-- DATA PROVIDED follows --

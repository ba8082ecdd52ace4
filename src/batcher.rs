// SPDX-License-Identifier: Apache-2.0
// Copyright (c) 2025 Au-Zone Technologies. All Rights Reserved.

//! Packet to scan batching.
//!
//! [`ScanBatcher`] folds lidar packets, in arrival order, into a reusable
//! [`LidarScan`]. Completion is tracked with a per-column bitmap:
//!
//! ```text
//!            ingest(packet)
//!                 │
//!        ┌────────▼─────────┐  frame id changed   ┌──────────────────────┐
//!        │ same revolution? ├────────────────────►│ IncompletePolicy     │
//!        └────────┬─────────┘                     │  Emit: stash packet, │
//!                 │ yes                           │        complete      │
//!        ┌────────▼─────────┐                     │  Discard: reset and  │
//!        │ write columns,   │                     │        continue      │
//!        │ update bitmap    │                     └──────────────────────┘
//!        └────────┬─────────┘
//!                 │ bitmap full
//!                 ▼
//!              complete
//! ```
//!
//! After `ingest` returns `true` the scan is readable through
//! [`ScanBatcher::scan`]. Bookkeeping is reset lazily by the next `ingest`
//! call, so the completed grid stays intact until the caller is done with it.

use crate::{lidar::Error, packet::PacketFormat, scan::LidarScan};
use clap::ValueEnum;
use std::fmt;
use tracing::{debug, trace};

/// What to do with a revolution that wraps before all of its columns
/// arrived.
#[derive(Clone, Copy, Debug, Default, PartialEq, Eq, ValueEnum)]
pub enum IncompletePolicy {
    /// Complete the partial scan; missing columns stay marked missing.
    #[default]
    Emit,
    /// Drop the partial scan and start the new revolution.
    Discard,
}

impl fmt::Display for IncompletePolicy {
    fn fmt(&self, f: &mut fmt::Formatter) -> fmt::Result {
        match self {
            IncompletePolicy::Emit => write!(f, "emit"),
            IncompletePolicy::Discard => write!(f, "discard"),
        }
    }
}

/// Running counters, for diagnostics.
#[derive(Clone, Copy, Debug, Default, PartialEq, Eq)]
pub struct BatcherStats {
    /// Scans handed to the caller, complete or partial.
    pub scans: u64,
    /// Partial scans handed to the caller under [`IncompletePolicy::Emit`].
    pub incomplete_scans: u64,
    /// Partial scans dropped under [`IncompletePolicy::Discard`].
    pub discarded_scans: u64,
    pub duplicate_columns: u64,
    pub invalid_columns: u64,
    /// Packets of an already completed revolution.
    pub stale_packets: u64,
}

pub struct ScanBatcher {
    format: PacketFormat,
    policy: IncompletePolicy,
    scan: LidarScan,
    /// Columns written since the last completion.
    written: Vec<bool>,
    n_written: usize,
    /// Columns the sensor sends, from its azimuth window.
    expected: Vec<bool>,
    n_expected: usize,
    /// Expected columns written since the last completion.
    n_expected_written: usize,
    /// Frame id of the revolution being accumulated.
    frame_id: Option<u16>,
    /// Frame id of the last revolution handed out.
    completed_frame: Option<u16>,
    needs_reset: bool,
    /// Packet that opened the next revolution while the previous one was
    /// being completed.
    pending: Vec<u8>,
    pending_frame: Option<u16>,
    stats: BatcherStats,
}

impl ScanBatcher {
    pub fn new(format: PacketFormat, policy: IncompletePolicy) -> Self {
        let width = format.columns_per_frame();
        let height = format.pixels_per_column();

        Self {
            expected: vec![true; width],
            n_expected: width,
            n_expected_written: 0,
            pending: Vec::with_capacity(format.lidar_packet_size()),
            format,
            policy,
            scan: LidarScan::new(width, height),
            written: vec![false; width],
            n_written: 0,
            frame_id: None,
            completed_frame: None,
            needs_reset: false,
            pending_frame: None,
            stats: BatcherStats::default(),
        }
    }

    /// Batcher for a sensor that only sends the columns of an azimuth
    /// window, given as inclusive `[first, last]` measurement ids.
    ///
    /// A window with `first > last` wraps through column 0. A scan completes
    /// once every column inside the window was written.
    pub fn with_column_window(
        format: PacketFormat,
        policy: IncompletePolicy,
        window: [usize; 2],
    ) -> Result<Self, Error> {
        let width = format.columns_per_frame();
        let [first, last] = window;
        if first >= width || last >= width {
            return Err(Error::Config(format!(
                "column window [{}, {}] outside of {} columns",
                first, last, width
            )));
        }

        let mut batcher = Self::new(format, policy);
        for (col, expected) in batcher.expected.iter_mut().enumerate() {
            *expected = if first <= last {
                (first..=last).contains(&col)
            } else {
                col >= first || col <= last
            };
        }
        batcher.n_expected = batcher.expected.iter().filter(|&&e| e).count();
        Ok(batcher)
    }

    /// Consume one lidar packet.
    ///
    /// Returns `Ok(true)` when this packet completed a scan, available from
    /// [`ScanBatcher::scan`] until the next call. Malformed packets are
    /// rejected with an error and leave the batcher untouched.
    pub fn ingest(&mut self, packet: &[u8]) -> Result<bool, Error> {
        let frame_id = self.format.validate(packet)?;

        if self.needs_reset {
            self.reset();

            if let Some(pending_frame) = self.pending_frame.take() {
                let pending = std::mem::take(&mut self.pending);
                let completed = self.accumulate(&pending, pending_frame);
                self.pending = pending;

                if completed {
                    // The stashed packet completed a scan on its own, hold
                    // the current one back for the next call.
                    self.stash(packet, frame_id);
                    return Ok(true);
                }
            }
        }

        Ok(self.accumulate(packet, frame_id))
    }

    /// The grid being accumulated, or the completed scan right after
    /// [`ScanBatcher::ingest`] returned `true`.
    pub fn scan(&self) -> &LidarScan {
        &self.scan
    }

    pub fn stats(&self) -> &BatcherStats {
        &self.stats
    }

    pub fn format(&self) -> &PacketFormat {
        &self.format
    }

    pub fn policy(&self) -> IncompletePolicy {
        self.policy
    }

    /// Columns written since the last completion.
    pub fn columns_written(&self) -> usize {
        self.n_written
    }

    fn accumulate(&mut self, packet: &[u8], frame_id: u16) -> bool {
        if self.completed_frame == Some(frame_id) {
            self.stats.stale_packets += 1;
            trace!("dropping stale packet for frame {}", frame_id);
            return false;
        }

        match self.frame_id {
            None => {
                self.frame_id = Some(frame_id);
                self.scan.set_frame_id(frame_id);
            }
            Some(current) if current != frame_id => {
                debug!(
                    "frame {} wrapped to {} with {}/{} columns",
                    current,
                    frame_id,
                    self.n_expected_written,
                    self.n_expected
                );

                return match self.policy {
                    IncompletePolicy::Emit => {
                        self.stats.incomplete_scans += 1;
                        self.stash(packet, frame_id);
                        self.complete();
                        true
                    }
                    IncompletePolicy::Discard => {
                        self.stats.discarded_scans += 1;
                        // Late packets of the dropped revolution are stale.
                        self.completed_frame = self.frame_id;
                        self.reset();
                        self.accumulate(packet, frame_id)
                    }
                };
            }
            Some(_) => {}
        }

        for i in 0..self.format.columns_per_packet() {
            let column = self.format.column(packet, i);
            let col = column.measurement_id() as usize;

            if !column.is_valid() {
                self.stats.invalid_columns += 1;
            }

            self.scan.write_column(&column);

            if self.written[col] {
                self.stats.duplicate_columns += 1;
            } else {
                self.written[col] = true;
                self.n_written += 1;
                if self.expected[col] {
                    self.n_expected_written += 1;
                }
            }
        }

        if self.n_expected_written == self.n_expected {
            self.complete();
            return true;
        }

        false
    }

    fn complete(&mut self) {
        self.stats.scans += 1;
        self.completed_frame = self.frame_id;
        self.needs_reset = true;
    }

    fn reset(&mut self) {
        self.scan.reset_headers();
        self.written.fill(false);
        self.n_written = 0;
        self.n_expected_written = 0;
        self.frame_id = None;
        self.needs_reset = false;
    }

    fn stash(&mut self, packet: &[u8], frame_id: u16) {
        self.pending.clear();
        self.pending.extend_from_slice(packet);
        self.pending_frame = Some(frame_id);
    }
}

-- DATA PROVIDED concluded --

**TASK BRIEF**
Each line in the records above must be returned exactly as it stands.

**WRITTEN SOLUTION**
repository ba8082ecdd52ace4
filename src/batcher.rs
// SPDX-License-Identifier: Apache-2.0
// Copyright (c) 2025 Au-Zone Technologies. All Rights Reserved.

//! Packet to scan batching.
//!
//! [`ScanBatcher`] folds lidar packets, in arrival order, into a reusable
//! [`LidarScan`]. Completion is tracked with a per-column bitmap:
//!
//! ```text
//!            ingest(packet)
//!                 │
//!        ┌────────▼─────────┐  frame id changed   ┌──────────────────────┐
//!        │ same revolution? ├────────────────────►│ IncompletePolicy     │
//!        └────────┬─────────┘                     │  Emit: stash packet, │
//!                 │ yes                           │        complete      │
//!        ┌────────▼─────────┐                     │  Discard: reset and  │
//!        │ write columns,   │                     │        continue      │
//!        │ update bitmap    │                     └──────────────────────┘
//!        └────────┬─────────┘
//!                 │ bitmap full
//!                 ▼
//!              complete
//! ```
//!
//! After `ingest` returns `true` the scan is readable through
//! [`ScanBatcher::scan`]. Bookkeeping is reset lazily by the next `ingest`
//! call, so the completed grid stays intact until the caller is done with it.

use crate::{lidar::Error, packet::PacketFormat, scan::LidarScan};
use clap::ValueEnum;
use std::fmt;
use tracing::{debug, trace};

/// What to do with a revolution that wraps before all of its columns
/// arrived.
#[derive(Clone, Copy, Debug, Default, PartialEq, Eq, ValueEnum)]
pub enum IncompletePolicy {
    /// Complete the partial scan; missing columns stay marked missing.
    #[default]
    Emit,
    /// Drop the partial scan and start the new revolution.
    Discard,
}

impl fmt::Display for IncompletePolicy {
    fn fmt(&self, f: &mut fmt::Formatter) -> fmt::Result {
        match self {
            IncompletePolicy::Emit => write!(f, "emit"),
            IncompletePolicy::Discard => write!(f, "discard"),
        }
    }
}

/// Running counters, for diagnostics.
#[derive(Clone, Copy, Debug, Default, PartialEq, Eq)]
pub struct BatcherStats {
    /// Scans handed to the caller, complete or partial.
    pub scans: u64,
    /// Partial scans handed to the caller under [`IncompletePolicy::Emit`].
    pub incomplete_scans: u64,
    /// Partial scans dropped under [`IncompletePolicy::Discard`].
    pub discarded_scans: u64,
    pub duplicate_columns: u64,
    pub invalid_columns: u64,
    /// Packets of an already completed revolution.
    pub stale_packets: u64,
}

pub struct ScanBatcher {
    format: PacketFormat,
    policy: IncompletePolicy,
    scan: LidarScan,
    /// Columns written since the last completion.
    written: Vec<bool>,
    n_written: usize,
    /// Columns the sensor sends, from its azimuth window.
    expected: Vec<bool>,
    n_expected: usize,
    /// Expected columns written since the last completion.
    n_expected_written: usize,
    /// Frame id of the revolution being accumulated.
    frame_id: Option<u16>,
    /// Frame id of the last revolution handed out.
    completed_frame: Option<u16>,
    needs_reset: bool,
    /// Packet that opened the next revolution while the previous one was
    /// being completed.
    pending: Vec<u8>,
    pending_frame: Option<u16>,
    stats: BatcherStats,
}

impl ScanBatcher {
    pub fn new(format: PacketFormat, policy: IncompletePolicy) -> Self {
        let width = format.columns_per_frame();
        let height = format.pixels_per_column();

        Self {
            expected: vec![true; width],
            n_expected: width,
            n_expected_written: 0,
            pending: Vec::with_capacity(format.lidar_packet_size()),
            format,
            policy,
            scan: LidarScan::new(width, height),
            written: vec![false; width],
            n_written: 0,
            frame_id: None,
            completed_frame: None,
            needs_reset: false,
            pending_frame: None,
            stats: BatcherStats::default(),
        }
    }

    /// Batcher for a sensor that only sends the columns of an azimuth
    /// window, given as inclusive `[first, last]` measurement ids.
    ///
    /// A window with `first > last` wraps through column 0. A scan completes
    /// once every column inside the window was written.
    pub fn with_column_window(
        format: PacketFormat,
        policy: IncompletePolicy,
        window: [usize; 2],
    ) -> Result<Self, Error> {
        let width = format.columns_per_frame();
        let [first, last] = window;
        if first >= width || last >= width {
            return Err(Error::Config(format!(
                "column window [{}, {}] outside of {} columns",
                first, last, width
            )));
        }

        let mut batcher = Self::new(format, policy);
        for (col, expected) in batcher.expected.iter_mut().enumerate() {
            *expected = if first <= last {
                (first..=last).contains(&col)
            } else {
                col >= first || col <= last
            };
        }
        batcher.n_expected = batcher.expected.iter().filter(|&&e| e).count();
        Ok(batcher)
    }

    /// Consume one lidar packet.
    ///
    /// Returns `Ok(true)` when this packet completed a scan, available from
    /// [`ScanBatcher::scan`] until the next call. Malformed packets are
    /// rejected with an error and leave the batcher untouched.
    pub fn ingest(&mut self, packet: &[u8]) -> Result<bool, Error> {
        let frame_id = self.format.validate(packet)?;

        if self.needs_reset {
            self.reset();

            if let Some(pending_frame) = self.pending_frame.take() {
                let pending = std::mem::take(&mut self.pending);
                let completed = self.accumulate(&pending, pending_frame);
                self.pending = pending;

                if completed {
                    // The stashed packet completed a scan on its own, hold
                    // the current one back for the next call.
                    self.stash(packet, frame_id);
                    return Ok(true);
                }
            }
        }

        Ok(self.accumulate(packet, frame_id))
    }

    /// The grid being accumulated, or the completed scan right after
    /// [`ScanBatcher::ingest`] returned `true`.
    pub fn scan(&self) -> &LidarScan {
        &self.scan
    }

    pub fn stats(&self) -> &BatcherStats {
        &self.stats
    }

    pub fn format(&self) -> &PacketFormat {
        &self.format
    }

    pub fn policy(&self) -> IncompletePolicy {
        self.policy
    }

    /// Columns written since the last completion.
    pub fn columns_written(&self) -> usize {
        self.n_written
    }

    fn accumulate(&mut self, packet: &[u8], frame_id: u16) -> bool {
        if self.completed_frame == Some(frame_id) {
            self.stats.stale_packets += 1;
            trace!("dropping stale packet for frame {}", frame_id);
            return false;
        }

        match self.frame_id {
            None => {
                self.frame_id = Some(frame_id);
                self.scan.set_frame_id(frame_id);
            }
            Some(current) if current != frame_id => {
                debug!(
                    "frame {} wrapped to {} with {}/{} columns",
                    current,
                    frame_id,
                    self.n_expected_written,
                    self.n_expected
                );

                return match self.policy {
                    IncompletePolicy::Emit => {
                        self.stats.incomplete_scans += 1;
                        self.stash(packet, frame_id);
                        self.complete();
                        true
                    }
                    IncompletePolicy::Discard => {
                        self.stats.discarded_scans += 1;
                        // Late packets of the dropped revolution are stale.
                        self.completed_frame = self.frame_id;
                        self.reset();
                        self.accumulate(packet, frame_id)
                    }
                };
            }
            Some(_) => {}
        }

        for i in 0..self.format.columns_per_packet() {
            let column = self.format.column(packet, i);
            let col = column.measurement_id() as usize;

            if !column.is_valid() {
                self.stats.invalid_columns += 1;
            }

            self.scan.write_column(&column);

            if self.written[col] {
                self.stats.duplicate_columns += 1;
            } else {
                self.written[col] = true;
                self.n_written += 1;
                if self.expected[col] {
                    self.n_expected_written += 1;
                }
            }
        }

        if self.n_expected_written == self.n_expected {
            self.complete();
            return true;
        }

        false
    }

    fn complete(&mut self) {
        self.stats.scans += 1;
        self.completed_frame = self.frame_id;
        self.needs_reset = true;
    }

    fn reset(&mut self) {
        self.scan.reset_headers();
        self.written.fill(false);
        self.n_written = 0;
        self.n_expected_written = 0;
        self.frame_id = None;
        self.needs_reset = false;
    }

    fn stash(&mut self, packet: &[u8], frame_id: u16) {
        self.pending.clear();
        self.pending.extend_from_slice(packet);
        self.pending_frame = Some(frame_id);
    }
}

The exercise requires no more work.